- Developer: Impressions Games
- Publisher: Impressions Games
- Designers: Simon Bradbury David Lester
- Platforms: DOS, Amiga
- Release: 1993
- Genre: Turn-based strategy
- Modes: Single-player, multiplayer

= Global Domination =

1993 video game

Global Domination is a 1993 strategy game modeled closely on the board game Risk. Impressions Games expanded on the game dividing the world into more territories, adding unit types which could be controlled in a mini-game, adding the concept of unit obsolescence, valuing regions higher or lower than others (for income), and adding the ability to fund intelligence operations.

==Gameplay==
Like Risk, Global Domination is a turn-based game. Each game starts with the players being allocated a few random territories across the globe. The player would then be allocated a certain number of points to invest in purchasing units, researching technology or spending in intelligence operations. Players could then use their units to claim neutral or "brown" territories or to invade other player territories. Players would often have to be careful not to spread their forces too thin, lest they risk their territories revolting (or turning into "purple territories"). The game has four scenarios, set in 1914 (the year World War I broke out), 1939 (when World War II broke out in Europe), and 1995, as well as a fictional scenario set on a post-apocalyptic Earth in the year 2500, after an asteroid impact on the Pacific Ocean occurs in 2030.

When a player attacks or defends a territory, he/she can choose to either auto-resolve battles or micro-manage them.

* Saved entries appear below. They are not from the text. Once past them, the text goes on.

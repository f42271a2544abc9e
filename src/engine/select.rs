use std::fmt;
use std::str::FromStr;

use rand::Rng;

use super::rank::RankedOrder;
use super::{EngineError, RECOMMENDATION_COUNT, Result};
use crate::catalog::CatalogEntry;
use crate::config::RecommendationConfig;

/// Which end of the ranking to draw from.
#[derive(Debug, Clone, Copy, PartialEq, Eq)]
pub enum Mode {
    /// Near neighbours ("good" playlist).
    Similar,
    /// Far neighbours ("bad" playlist).
    Dissimilar,
}

impl Mode {
    pub fn label(&self) -> &'static str {
        match self {
            Self::Similar => "good",
            Self::Dissimilar => "bad",
        }
    }
}

impl fmt::Display for Mode {
    fn fmt(&self, f: &mut fmt::Formatter<'_>) -> fmt::Result {
        f.write_str(self.label())
    }
}

impl FromStr for Mode {
    type Err = String;

    fn from_str(s: &str) -> std::result::Result<Self, Self::Err> {
        match s.to_lowercase().as_str() {
            "good" | "similar" => Ok(Self::Similar),
            "bad" | "dissimilar" => Ok(Self::Dissimilar),
            other => Err(format!("unknown mode '{other}' (expected good or bad)")),
        }
    }
}

/// One recommended track.
#[derive(Debug, Clone, PartialEq)]
pub struct Recommendation {
    pub catalog_index: usize,
    pub name: String,
    pub id: String,
    /// First listed artist only.
    pub primary_artist: String,
}

/// The drawn recommendations, in draw order.
#[derive(Debug, Clone, PartialEq)]
pub struct Selection {
    pub mode: Mode,
    pub picks: Vec<Recommendation>,
}

impl Selection {
    pub fn names(&self) -> Vec<&str> {
        self.picks.iter().map(|p| p.name.as_str()).collect()
    }

    pub fn ids(&self) -> Vec<&str> {
        self.picks.iter().map(|p| p.id.as_str()).collect()
    }

    pub fn artists(&self) -> Vec<&str> {
        self.picks.iter().map(|p| p.primary_artist.as_str()).collect()
    }

    /// `(artist, track)` pairs for lyric lookups.
    pub fn lyric_queries(&self) -> Vec<(String, String)> {
        self.picks
            .iter()
            .map(|p| (p.primary_artist.clone(), p.name.clone()))
            .collect()
    }
}

/// Range of ranked positions a mode may draw from, clamped to the ranking length.
pub fn pool_range(ranked_len: usize, mode: Mode, config: &RecommendationConfig) -> std::ops::Range<usize> {
    match mode {
        Mode::Similar => 0..config.similar_pool.min(ranked_len),
        Mode::Dissimilar => ranked_len - config.dissimilar_pool.min(ranked_len)..ranked_len,
    }
}

/// Draw `RECOMMENDATION_COUNT` distinct entries from the mode's end of the ranking.
/// `ranked` must have been computed over `catalog`; a length mismatch is an error.
pub fn select<R: Rng + ?Sized>(
    ranked: &RankedOrder,
    mode: Mode,
    catalog: &[CatalogEntry],
    config: &RecommendationConfig,
    rng: &mut R,
) -> Result<Selection> {
    if catalog.len() < RECOMMENDATION_COUNT {
        return Err(EngineError::InsufficientCatalog {
            rows: catalog.len(),
            required: RECOMMENDATION_COUNT,
        });
    }
    if ranked.len() != catalog.len() {
        return Err(EngineError::RankingMismatch {
            ranked: ranked.len(),
            catalog: catalog.len(),
        });
    }

    let pool = pool_range(ranked.len(), mode, config);
    if pool.len() < RECOMMENDATION_COUNT {
        return Err(EngineError::InsufficientPoolSize {
            available: pool.len(),
            required: RECOMMENDATION_COUNT,
        });
    }

    log::debug!(
        "Drawing {} {} picks from ranked positions {}..{}",
        RECOMMENDATION_COUNT,
        mode,
        pool.start,
        pool.end
    );

    let picks = rand::seq::index::sample(rng, pool.len(), RECOMMENDATION_COUNT)
        .into_iter()
        .map(|offset| {
            let idx = ranked.order[pool.start + offset];
            let entry = &catalog[idx];
            Recommendation {
                catalog_index: idx,
                name: entry.name.clone(),
                id: entry.id.clone(),
                primary_artist: entry.primary_artist().unwrap_or_default().to_string(),
            }
        })
        .collect();

    Ok(Selection { mode, picks })
}

#[cfg(test)]
mod tests {
    use super::*;
    use crate::features::FeatureVector;
    use rand::SeedableRng;
    use rand::rngs::StdRng;
    use std::collections::HashSet;

    fn make_catalog(n: usize) -> Vec<CatalogEntry> {
        (0..n)
            .map(|i| CatalogEntry {
                id: format!("id{i}"),
                name: format!("Song {i}"),
                artists: vec![format!("Artist {i}"), "Featured Guest".to_string()],
                features: FeatureVector::ZERO,
            })
            .collect()
    }

    /// Ranking that is the catalog reversed, so position p holds index n-1-p.
    fn reversed(n: usize) -> RankedOrder {
        RankedOrder {
            order: (0..n).rev().collect(),
            distances: (0..n).map(|p| p as f64).collect(),
        }
    }

    fn ranked_positions(ranked: &RankedOrder, sel: &Selection) -> Vec<usize> {
        sel.picks
            .iter()
            .map(|p| ranked.order.iter().position(|&i| i == p.catalog_index).unwrap())
            .collect()
    }

    #[test]
    fn test_similar_draws_from_head() {
        let catalog = make_catalog(500);
        let ranked = reversed(500);
        let config = RecommendationConfig::default();
        let mut rng = StdRng::seed_from_u64(7);

        for _ in 0..50 {
            let sel = select(&ranked, Mode::Similar, &catalog, &config, &mut rng).unwrap();
            assert_eq!(sel.picks.len(), 10);
            let positions = ranked_positions(&ranked, &sel);
            assert!(positions.iter().all(|&p| p < 100));
            let distinct: HashSet<_> = sel.picks.iter().map(|p| p.catalog_index).collect();
            assert_eq!(distinct.len(), 10);
        }
    }

    #[test]
    fn test_dissimilar_draws_from_tail() {
        let catalog = make_catalog(500);
        let ranked = reversed(500);
        let config = RecommendationConfig::default();
        let mut rng = StdRng::seed_from_u64(11);

        for _ in 0..50 {
            let sel = select(&ranked, Mode::Dissimilar, &catalog, &config, &mut rng).unwrap();
            assert_eq!(sel.picks.len(), 10);
            let positions = ranked_positions(&ranked, &sel);
            assert!(positions.iter().all(|&p| p >= 200));
            let distinct: HashSet<_> = sel.picks.iter().map(|p| p.catalog_index).collect();
            assert_eq!(distinct.len(), 10);
        }
    }

    #[test]
    fn test_small_catalog_clamps_pool() {
        let catalog = make_catalog(12);
        let ranked = reversed(12);
        let config = RecommendationConfig::default();
        assert_eq!(pool_range(12, Mode::Similar, &config), 0..12);
        assert_eq!(pool_range(12, Mode::Dissimilar, &config), 0..12);

        let mut rng = StdRng::seed_from_u64(3);
        let sel = select(&ranked, Mode::Dissimilar, &catalog, &config, &mut rng).unwrap();
        let distinct: HashSet<_> = sel.picks.iter().map(|p| p.catalog_index).collect();
        assert_eq!(distinct.len(), 10);
    }

    #[test]
    fn test_parallel_sequences_and_primary_artist() {
        let catalog = make_catalog(20);
        let ranked = reversed(20);
        let mut rng = StdRng::seed_from_u64(1);
        let sel = select(&ranked, Mode::Similar, &catalog, &RecommendationConfig::default(), &mut rng)
            .unwrap();

        let names = sel.names();
        let ids = sel.ids();
        let artists = sel.artists();
        assert_eq!(names.len(), 10);
        for (i, pick) in sel.picks.iter().enumerate() {
            assert_eq!(names[i], format!("Song {}", pick.catalog_index));
            assert_eq!(ids[i], format!("id{}", pick.catalog_index));
            assert_eq!(artists[i], format!("Artist {}", pick.catalog_index));
        }
    }

    #[test]
    fn test_pool_smaller_than_picks_fails() {
        let catalog = make_catalog(50);
        let ranked = reversed(50);
        let config = RecommendationConfig {
            similar_pool: 9,
            dissimilar_pool: 300,
        };
        let mut rng = StdRng::seed_from_u64(0);
        match select(&ranked, Mode::Similar, &catalog, &config, &mut rng) {
            Err(EngineError::InsufficientPoolSize { available, required }) => {
                assert_eq!(available, 9);
                assert_eq!(required, 10);
            }
            other => panic!("expected InsufficientPoolSize, got {other:?}"),
        }
    }

    #[test]
    fn test_ranking_from_other_catalog_is_rejected() {
        let catalog = make_catalog(20);
        let ranked = reversed(50);
        let mut rng = StdRng::seed_from_u64(4);
        let err = select(&ranked, Mode::Dissimilar, &catalog, &RecommendationConfig::default(), &mut rng)
            .unwrap_err();
        assert_eq!(err, EngineError::RankingMismatch { ranked: 50, catalog: 20 });
    }

    #[test]
    fn test_same_seed_same_picks() {
        let catalog = make_catalog(400);
        let ranked = reversed(400);
        let config = RecommendationConfig::default();
        let a = select(&ranked, Mode::Dissimilar, &catalog, &config, &mut StdRng::seed_from_u64(99)).unwrap();
        let b = select(&ranked, Mode::Dissimilar, &catalog, &config, &mut StdRng::seed_from_u64(99)).unwrap();
        assert_eq!(a, b);
    }

    #[test]
    fn test_mode_parsing() {
        assert_eq!("good".parse::<Mode>().unwrap(), Mode::Similar);
        assert_eq!("BAD".parse::<Mode>().unwrap(), Mode::Dissimilar);
        assert_eq!("dissimilar".parse::<Mode>().unwrap(), Mode::Dissimilar);
        assert!("meh".parse::<Mode>().is_err());
    }
}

Micro-managing the battle results in a mini-game that simulates the battlefield where combat takes place.

Players could choose to challenge other humans or a selection of AI mostly based on famous world leaders. Each AI player had a different strategy and their competency and aggressiveness varied. Some of the AI players featured in the game include historical figures such as General Custer, Napoleon Bonaparte and Queen Victoria.

==Reception==
Chuck Moss wrote in Computer Gaming World in February 1994 that Global Domination "is at once both a failure and a surprising success". He criticized the "clunky" tactical combat as "simply not up to current standards", but said that the strategic gameplay was "A simple, workmanlike, intermediate-level, conquer-the-world game that's surprisingly enjoyable and addictive ... a great solitaire game" with high replay value. Moss gave Global Domination "an unexpected thumbs up".